_Data for the task_
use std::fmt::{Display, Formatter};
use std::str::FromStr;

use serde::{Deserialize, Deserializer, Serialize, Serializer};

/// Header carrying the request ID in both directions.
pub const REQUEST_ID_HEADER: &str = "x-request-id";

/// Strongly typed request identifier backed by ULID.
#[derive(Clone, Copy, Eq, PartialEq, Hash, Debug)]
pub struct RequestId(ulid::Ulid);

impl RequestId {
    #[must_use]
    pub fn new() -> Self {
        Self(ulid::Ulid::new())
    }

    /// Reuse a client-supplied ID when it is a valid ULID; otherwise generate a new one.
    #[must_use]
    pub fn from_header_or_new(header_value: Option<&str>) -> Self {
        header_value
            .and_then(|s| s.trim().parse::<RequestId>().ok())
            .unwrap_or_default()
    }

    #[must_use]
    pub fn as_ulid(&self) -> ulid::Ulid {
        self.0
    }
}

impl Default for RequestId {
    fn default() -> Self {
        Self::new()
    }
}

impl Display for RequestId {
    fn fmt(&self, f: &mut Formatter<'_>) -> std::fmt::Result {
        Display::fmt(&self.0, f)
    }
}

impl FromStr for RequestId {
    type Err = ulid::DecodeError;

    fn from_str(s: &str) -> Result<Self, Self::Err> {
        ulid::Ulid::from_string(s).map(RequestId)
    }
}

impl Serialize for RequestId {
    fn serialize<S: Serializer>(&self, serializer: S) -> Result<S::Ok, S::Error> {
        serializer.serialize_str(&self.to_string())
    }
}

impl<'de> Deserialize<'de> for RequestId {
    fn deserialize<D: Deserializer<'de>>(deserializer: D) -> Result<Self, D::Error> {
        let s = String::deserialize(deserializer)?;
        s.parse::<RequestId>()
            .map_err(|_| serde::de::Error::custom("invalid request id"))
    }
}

==

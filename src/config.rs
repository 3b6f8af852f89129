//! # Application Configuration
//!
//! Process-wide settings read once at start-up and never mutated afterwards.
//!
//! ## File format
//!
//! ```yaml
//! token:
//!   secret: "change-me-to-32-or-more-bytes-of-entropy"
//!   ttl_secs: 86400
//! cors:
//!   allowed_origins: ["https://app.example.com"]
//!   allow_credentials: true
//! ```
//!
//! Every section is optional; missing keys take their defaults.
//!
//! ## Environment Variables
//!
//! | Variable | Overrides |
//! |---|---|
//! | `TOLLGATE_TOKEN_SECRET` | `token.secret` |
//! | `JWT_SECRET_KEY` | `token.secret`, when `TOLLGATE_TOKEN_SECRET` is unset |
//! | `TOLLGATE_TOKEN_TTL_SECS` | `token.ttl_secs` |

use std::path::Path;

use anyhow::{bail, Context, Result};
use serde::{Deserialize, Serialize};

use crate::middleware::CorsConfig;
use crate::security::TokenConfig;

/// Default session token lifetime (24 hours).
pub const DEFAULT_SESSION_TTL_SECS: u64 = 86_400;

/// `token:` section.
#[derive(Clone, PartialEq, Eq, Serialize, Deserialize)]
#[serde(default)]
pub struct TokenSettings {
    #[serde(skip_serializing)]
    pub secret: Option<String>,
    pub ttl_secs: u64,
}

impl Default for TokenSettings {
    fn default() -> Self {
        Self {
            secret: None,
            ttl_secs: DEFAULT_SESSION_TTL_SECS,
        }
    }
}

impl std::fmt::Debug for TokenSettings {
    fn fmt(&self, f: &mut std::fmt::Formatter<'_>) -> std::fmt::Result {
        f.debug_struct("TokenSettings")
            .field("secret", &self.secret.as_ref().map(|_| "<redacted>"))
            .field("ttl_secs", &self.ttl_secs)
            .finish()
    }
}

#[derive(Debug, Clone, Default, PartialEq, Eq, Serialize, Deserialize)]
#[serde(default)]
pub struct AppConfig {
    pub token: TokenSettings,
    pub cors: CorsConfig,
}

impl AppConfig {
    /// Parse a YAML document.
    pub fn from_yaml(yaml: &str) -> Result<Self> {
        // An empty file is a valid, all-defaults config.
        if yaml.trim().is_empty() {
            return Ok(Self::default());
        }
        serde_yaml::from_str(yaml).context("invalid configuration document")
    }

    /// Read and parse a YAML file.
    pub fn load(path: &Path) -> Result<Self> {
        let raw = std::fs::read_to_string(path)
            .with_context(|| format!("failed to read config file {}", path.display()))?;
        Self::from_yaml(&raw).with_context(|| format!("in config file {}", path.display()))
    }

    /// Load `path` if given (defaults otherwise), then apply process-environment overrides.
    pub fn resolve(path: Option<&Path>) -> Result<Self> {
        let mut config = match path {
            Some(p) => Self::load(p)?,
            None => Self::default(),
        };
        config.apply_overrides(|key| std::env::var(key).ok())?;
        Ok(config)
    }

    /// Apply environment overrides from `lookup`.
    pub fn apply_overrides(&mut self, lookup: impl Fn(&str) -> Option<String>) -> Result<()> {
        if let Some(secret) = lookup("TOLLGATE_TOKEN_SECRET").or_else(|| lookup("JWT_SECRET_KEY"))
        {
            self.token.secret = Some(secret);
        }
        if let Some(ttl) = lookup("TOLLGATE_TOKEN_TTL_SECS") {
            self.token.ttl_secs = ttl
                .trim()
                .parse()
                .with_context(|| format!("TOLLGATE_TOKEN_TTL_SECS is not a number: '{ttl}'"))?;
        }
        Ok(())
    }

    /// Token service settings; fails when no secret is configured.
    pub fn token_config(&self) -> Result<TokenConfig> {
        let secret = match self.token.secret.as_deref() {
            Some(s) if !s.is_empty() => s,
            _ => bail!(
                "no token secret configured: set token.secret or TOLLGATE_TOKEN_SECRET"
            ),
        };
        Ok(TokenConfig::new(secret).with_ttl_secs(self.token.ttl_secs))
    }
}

==

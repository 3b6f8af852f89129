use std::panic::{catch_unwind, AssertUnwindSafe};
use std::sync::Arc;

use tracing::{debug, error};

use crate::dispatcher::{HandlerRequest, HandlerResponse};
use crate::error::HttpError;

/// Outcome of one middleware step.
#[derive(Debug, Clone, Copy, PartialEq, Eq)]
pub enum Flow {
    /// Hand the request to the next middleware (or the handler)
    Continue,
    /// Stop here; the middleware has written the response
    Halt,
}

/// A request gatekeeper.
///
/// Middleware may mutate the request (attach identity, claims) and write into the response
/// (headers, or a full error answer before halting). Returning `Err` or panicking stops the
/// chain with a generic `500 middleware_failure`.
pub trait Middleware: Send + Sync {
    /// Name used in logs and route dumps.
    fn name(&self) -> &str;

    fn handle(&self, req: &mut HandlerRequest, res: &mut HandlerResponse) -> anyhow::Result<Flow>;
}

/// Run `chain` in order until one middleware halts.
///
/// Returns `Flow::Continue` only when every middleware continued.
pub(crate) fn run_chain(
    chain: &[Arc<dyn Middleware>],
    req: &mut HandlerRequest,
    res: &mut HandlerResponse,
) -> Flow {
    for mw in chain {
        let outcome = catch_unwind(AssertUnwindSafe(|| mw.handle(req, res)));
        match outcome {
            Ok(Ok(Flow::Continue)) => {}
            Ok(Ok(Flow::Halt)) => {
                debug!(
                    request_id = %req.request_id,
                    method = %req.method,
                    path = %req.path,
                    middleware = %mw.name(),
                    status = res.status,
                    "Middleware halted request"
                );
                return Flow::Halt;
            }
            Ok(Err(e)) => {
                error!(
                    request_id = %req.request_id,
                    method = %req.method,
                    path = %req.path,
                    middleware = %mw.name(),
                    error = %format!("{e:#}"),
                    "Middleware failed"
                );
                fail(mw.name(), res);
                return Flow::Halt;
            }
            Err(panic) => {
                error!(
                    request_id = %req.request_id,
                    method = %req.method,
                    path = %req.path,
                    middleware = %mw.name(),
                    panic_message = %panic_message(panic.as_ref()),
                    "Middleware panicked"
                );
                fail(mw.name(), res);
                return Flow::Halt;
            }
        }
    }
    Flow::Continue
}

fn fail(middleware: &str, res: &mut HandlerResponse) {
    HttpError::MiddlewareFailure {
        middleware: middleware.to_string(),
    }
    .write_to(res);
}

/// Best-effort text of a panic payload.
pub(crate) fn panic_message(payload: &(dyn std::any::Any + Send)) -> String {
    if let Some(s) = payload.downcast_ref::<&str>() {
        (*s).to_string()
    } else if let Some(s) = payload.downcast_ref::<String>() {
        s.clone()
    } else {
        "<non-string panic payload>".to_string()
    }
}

_Problem statement_
Among the entries above, copy exactly only the lines starting with the one containing "impl Default for RequestId" and going through the one containing "impl<'de> Deserialize<'de> for", both ends included.

_Response to the exercise_
impl Default for RequestId {
    fn default() -> Self {
        Self::new()
    }
}

impl Display for RequestId {
    fn fmt(&self, f: &mut Formatter<'_>) -> std::fmt::Result {
        Display::fmt(&self.0, f)
    }
}

impl FromStr for RequestId {
    type Err = ulid::DecodeError;

    fn from_str(s: &str) -> Result<Self, Self::Err> {
        ulid::Ulid::from_string(s).map(RequestId)
    }
}

impl Serialize for RequestId {
    fn serialize<S: Serializer>(&self, serializer: S) -> Result<S::Ok, S::Error> {
        serializer.serialize_str(&self.to_string())
    }
}

impl<'de> Deserialize<'de> for RequestId {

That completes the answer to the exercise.